Start of Records to use

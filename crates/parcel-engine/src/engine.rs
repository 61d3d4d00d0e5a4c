//! The engine facade: per-area locking around allocation and lifecycle.

use crate::auto::{dispatch, AllocationStrategy, AutoQuery, BlockStrategy, SingleCellStrategy};
use crate::cluster::ClusterOps;
use crate::config::{ConfigError, EngineConfig};
use crate::reservation::ReservationLedger;
use parcel_area::{Area, CommitSink};
use parcel_core::{
    AllocError, AreaId, ClusterError, IdentityResolver, PermissionOracle, PlayerId, PlotId,
};
use std::collections::HashMap;
use std::sync::{Arc, Mutex};

/// The land engine: a registry of areas, one lock per area, and the
/// collaborators every operation consults.
///
/// Exactly one allocation or cluster-mutating operation runs at a time
/// per area; operations against different areas never block each other.
/// The reservation ledger is the one piece of cross-area shared state
/// and takes only short, internal lock holds.
pub struct ClaimEngine {
    config: EngineConfig,
    areas: Mutex<HashMap<AreaId, Arc<Mutex<Area>>>>,
    ledger: ReservationLedger,
    strategies: Vec<Box<dyn AllocationStrategy>>,
    permissions: Arc<dyn PermissionOracle>,
    resolver: Arc<dyn IdentityResolver>,
    sink: Arc<dyn CommitSink>,
}

impl ClaimEngine {
    /// Build an engine with the default strategy order: single-cell
    /// first, block second.
    pub fn new(
        config: EngineConfig,
        permissions: Arc<dyn PermissionOracle>,
        resolver: Arc<dyn IdentityResolver>,
        sink: Arc<dyn CommitSink>,
    ) -> Result<Self, ConfigError> {
        config.validate()?;
        let ledger = ReservationLedger::new(config.reservation_ttl);
        Ok(Self {
            config,
            areas: Mutex::new(HashMap::new()),
            ledger,
            strategies: vec![Box::new(SingleCellStrategy), Box::new(BlockStrategy)],
            permissions,
            resolver,
            sink,
        })
    }

    /// The active configuration.
    pub fn config(&self) -> &EngineConfig {
        &self.config
    }

    /// The process-wide reservation ledger.
    pub fn ledger(&self) -> &ReservationLedger {
        &self.ledger
    }

    /// Register an area. Replaces any previous area under the same id.
    pub fn insert_area(&self, area: Area) {
        let id = area.id();
        self.areas
            .lock()
            .unwrap()
            .insert(id, Arc::new(Mutex::new(area)));
        tracing::info!("registered area {}", id);
    }

    /// The handle for an area, if registered. The registry lock is not
    /// held once this returns; callers lock the area itself.
    pub fn area(&self, id: AreaId) -> Option<Arc<Mutex<Area>>> {
        self.areas.lock().unwrap().get(&id).cloned()
    }

    // ── Allocation ─────────────────────────────────────────────────

    /// Allocate plots for `query` in one area.
    ///
    /// The whole candidate-check / reserve / marker-advance / claim /
    /// commit sequence runs under the area lock. On success the grant is
    /// owned by the requester, durably committed, and its reservations
    /// released. An empty `Ok` means no strategy served the request and
    /// the allocator declined.
    pub fn allocate(&self, area_id: AreaId, query: &AutoQuery) -> Result<Vec<PlotId>, AllocError> {
        let handle = self
            .area(area_id)
            .ok_or(AllocError::UnknownArea { area: area_id })?;
        let mut area = handle.lock().unwrap();
        let grant = dispatch(&self.strategies, &mut area, &self.ledger, query, &self.config)?;
        if grant.is_empty() {
            return Ok(grant);
        }
        for id in &grant {
            area.claim(*id, query.requester);
        }
        let mut fault = None;
        for id in &grant {
            if let Err(e) = self.sink.claim_plot(area_id, *id, query.requester) {
                fault = Some(e);
                break;
            }
        }
        // Ownership is now authoritative in the store (or the fault is
        // the caller's to reconcile); either way the shields come off.
        for id in &grant {
            self.ledger.release(area_id, *id);
        }
        match fault {
            Some(e) => {
                tracing::warn!("claim commit failed in area {}: {}", area_id, e);
                Err(AllocError::Commit(e))
            }
            None => {
                tracing::info!(
                    "granted {} plot(s) to {} in area {}",
                    grant.len(),
                    query.requester,
                    area_id
                );
                Ok(grant)
            }
        }
    }

    // ── Cluster lifecycle ──────────────────────────────────────────

    /// Create a cluster over the rectangle spanned by two corners.
    pub fn create_cluster(
        &self,
        area: AreaId,
        actor: PlayerId,
        name: &str,
        corner_a: PlotId,
        corner_b: PlotId,
    ) -> Result<(), ClusterError> {
        self.with_area(area, |ops, area| {
            ops.create(area, actor, name, corner_a, corner_b)
        })
    }

    /// Replace a cluster's rectangle.
    pub fn resize_cluster(
        &self,
        area: AreaId,
        actor: PlayerId,
        name: &str,
        corner_a: PlotId,
        corner_b: PlotId,
    ) -> Result<(), ClusterError> {
        self.with_area(area, |ops, area| {
            ops.resize(area, actor, name, corner_a, corner_b)
        })
    }

    /// Delete a cluster, leaving plot ownership untouched.
    pub fn delete_cluster(
        &self,
        area: AreaId,
        actor: PlayerId,
        name: &str,
    ) -> Result<(), ClusterError> {
        self.with_area(area, |ops, area| ops.delete(area, actor, name))
    }

    /// Invite a player to a cluster.
    pub fn invite(
        &self,
        area: AreaId,
        actor: PlayerId,
        name: &str,
        target: PlayerId,
    ) -> Result<(), ClusterError> {
        self.with_area(area, |ops, area| ops.invite(area, actor, name, target))
    }

    /// Invite a player looked up by display name.
    ///
    /// Resolution happens before the area lock is taken; a slow pipeline
    /// delays only this caller, never other operations on the area.
    pub fn invite_by_name(
        &self,
        area: AreaId,
        actor: PlayerId,
        name: &str,
        player_name: &str,
    ) -> Result<(), ClusterError> {
        let target = self
            .resolver
            .resolve(player_name, self.config.resolve_timeout)?;
        self.invite(area, actor, name, target)
    }

    /// Kick a member and hand off their plots inside the rectangle.
    pub fn kick(
        &self,
        area: AreaId,
        actor: PlayerId,
        name: &str,
        target: PlayerId,
    ) -> Result<(), ClusterError> {
        self.with_area(area, |ops, area| ops.kick(area, actor, name, target))
    }

    /// Kick a member looked up by display name.
    pub fn kick_by_name(
        &self,
        area: AreaId,
        actor: PlayerId,
        name: &str,
        player_name: &str,
    ) -> Result<(), ClusterError> {
        let target = self
            .resolver
            .resolve(player_name, self.config.resolve_timeout)?;
        self.kick(area, actor, name, target)
    }

    /// Leave a cluster voluntarily.
    pub fn leave(&self, area: AreaId, actor: PlayerId, name: &str) -> Result<(), ClusterError> {
        self.with_area(area, |ops, area| ops.leave(area, actor, name))
    }

    /// Promote an invited member to helper.
    pub fn promote_helper(
        &self,
        area: AreaId,
        actor: PlayerId,
        name: &str,
        target: PlayerId,
    ) -> Result<(), ClusterError> {
        self.with_area(area, |ops, area| {
            ops.promote_helper(area, actor, name, target)
        })
    }

    /// Demote a helper back to plain membership.
    pub fn demote_helper(
        &self,
        area: AreaId,
        actor: PlayerId,
        name: &str,
        target: PlayerId,
    ) -> Result<(), ClusterError> {
        self.with_area(area, |ops, area| {
            ops.demote_helper(area, actor, name, target)
        })
    }

    /// Every member of a cluster: the owner first, then helpers, then
    /// invited members, each set in insertion order.
    pub fn cluster_members(
        &self,
        area: AreaId,
        name: &str,
    ) -> Result<Vec<PlayerId>, ClusterError> {
        let handle = self
            .area(area)
            .ok_or(ClusterError::UnknownArea { area })?;
        let guard = handle.lock().unwrap();
        let cluster = guard.cluster(name).ok_or_else(|| ClusterError::NotFound {
            name: name.to_string(),
        })?;
        let mut members = vec![cluster.owner()];
        members.extend(cluster.helpers().iter().copied());
        members.extend(cluster.invited().iter().copied());
        Ok(members)
    }

    fn with_area<T>(
        &self,
        area: AreaId,
        f: impl FnOnce(&ClusterOps<'_>, &mut Area) -> Result<T, ClusterError>,
    ) -> Result<T, ClusterError> {
        let handle = self
            .area(area)
            .ok_or(ClusterError::UnknownArea { area })?;
        let mut guard = handle.lock().unwrap();
        let ops = ClusterOps::new(&*self.permissions, &*self.sink, &self.config);
        f(&ops, &mut guard)
    }
}

#[cfg(test)]
mod tests {
    use super::*;
    use parcel_area::AreaKind;
    use parcel_grid::PlotRect;
    use parcel_test_utils::{RecordingSink, StaticPermissions, TableResolver};

    fn engine() -> ClaimEngine {
        ClaimEngine::new(
            EngineConfig::default(),
            Arc::new(StaticPermissions::allow_all()),
            Arc::new(TableResolver::default()),
            Arc::new(RecordingSink::new()),
        )
        .unwrap()
    }

    fn bounded(id: u32, x2: i32, y2: i32) -> Area {
        Area::bounded(
            AreaId(id),
            AreaKind::Normal,
            PlotRect::from_corners(PlotId::new(0, 0), PlotId::new(x2, y2)),
        )
    }

    #[test]
    fn allocate_claims_commits_and_releases_reservation() {
        let engine = engine();
        engine.insert_area(bounded(1, 4, 4));
        let grant = engine
            .allocate(AreaId(1), &AutoQuery::single(PlayerId(7)))
            .unwrap();
        assert_eq!(grant.len(), 1);
        let handle = engine.area(AreaId(1)).unwrap();
        let area = handle.lock().unwrap();
        assert!(area.plot(grant[0]).unwrap().is_owner(PlayerId(7)));
        assert!(!engine.ledger().is_reserved(AreaId(1), grant[0]));
    }

    #[test]
    fn allocate_unknown_area_is_typed() {
        let engine = engine();
        match engine.allocate(AreaId(9), &AutoQuery::single(PlayerId(1))) {
            Err(AllocError::UnknownArea { area }) => assert_eq!(area, AreaId(9)),
            other => panic!("expected UnknownArea, got {other:?}"),
        }
    }

    #[test]
    fn allocate_block_grants_full_rectangle() {
        let engine = engine();
        engine.insert_area(bounded(1, 7, 7));
        let grant = engine
            .allocate(AreaId(1), &AutoQuery::block(PlayerId(7), 2, 3))
            .unwrap();
        assert_eq!(grant.len(), 6);
        let handle = engine.area(AreaId(1)).unwrap();
        let area = handle.lock().unwrap();
        for id in grant {
            assert!(area.plot(id).unwrap().is_owner(PlayerId(7)));
        }
    }

    #[test]
    fn cluster_round_trip_through_facade() {
        let engine = engine();
        engine.insert_area(bounded(1, 9, 9));
        engine
            .create_cluster(AreaId(1), PlayerId(1), "farm", PlotId::new(0, 0), PlotId::new(2, 2))
            .unwrap();
        engine.invite(AreaId(1), PlayerId(1), "farm", PlayerId(2)).unwrap();
        engine
            .promote_helper(AreaId(1), PlayerId(1), "farm", PlayerId(2))
            .unwrap();
        assert_eq!(
            engine.cluster_members(AreaId(1), "farm").unwrap(),
            vec![PlayerId(1), PlayerId(2)]
        );
        engine.delete_cluster(AreaId(1), PlayerId(1), "farm").unwrap();
        match engine.cluster_members(AreaId(1), "farm") {
            Err(ClusterError::NotFound { .. }) => {}
            other => panic!("expected NotFound, got {other:?}"),
        }
    }

    #[test]
    fn invite_by_name_resolves_through_the_pipeline() {
        let resolver = TableResolver::default().with("alice", PlayerId(42));
        let engine = ClaimEngine::new(
            EngineConfig::default(),
            Arc::new(StaticPermissions::allow_all()),
            Arc::new(resolver),
            Arc::new(RecordingSink::new()),
        )
        .unwrap();
        engine.insert_area(bounded(1, 9, 9));
        engine
            .create_cluster(AreaId(1), PlayerId(1), "farm", PlotId::new(0, 0), PlotId::new(2, 2))
            .unwrap();
        engine
            .invite_by_name(AreaId(1), PlayerId(1), "farm", "alice")
            .unwrap();
        assert!(engine
            .cluster_members(AreaId(1), "farm")
            .unwrap()
            .contains(&PlayerId(42)));
        match engine.invite_by_name(AreaId(1), PlayerId(1), "farm", "bob") {
            Err(ClusterError::Resolve(_)) => {}
            other => panic!("expected Resolve, got {other:?}"),
        }
    }
}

End of Records to use

Exercise directions: Only the lines above, from the first through the one holding "pub struct ClaimEngine", are to be output, and they must be copied exactly.

Result for this task:
filename crates/parcel-engine/src/engine.rs
repository 61d3d4d00d0e5a4c
//! The engine facade: per-area locking around allocation and lifecycle.

use crate::auto::{dispatch, AllocationStrategy, AutoQuery, BlockStrategy, SingleCellStrategy};
use crate::cluster::ClusterOps;
use crate::config::{ConfigError, EngineConfig};
use crate::reservation::ReservationLedger;
use parcel_area::{Area, CommitSink};
use parcel_core::{
    AllocError, AreaId, ClusterError, IdentityResolver, PermissionOracle, PlayerId, PlotId,
};
use std::collections::HashMap;
use std::sync::{Arc, Mutex};

/// The land engine: a registry of areas, one lock per area, and the
/// collaborators every operation consults.
///
/// Exactly one allocation or cluster-mutating operation runs at a time
/// per area; operations against different areas never block each other.
/// The reservation ledger is the one piece of cross-area shared state
/// and takes only short, internal lock holds.
pub struct ClaimEngine {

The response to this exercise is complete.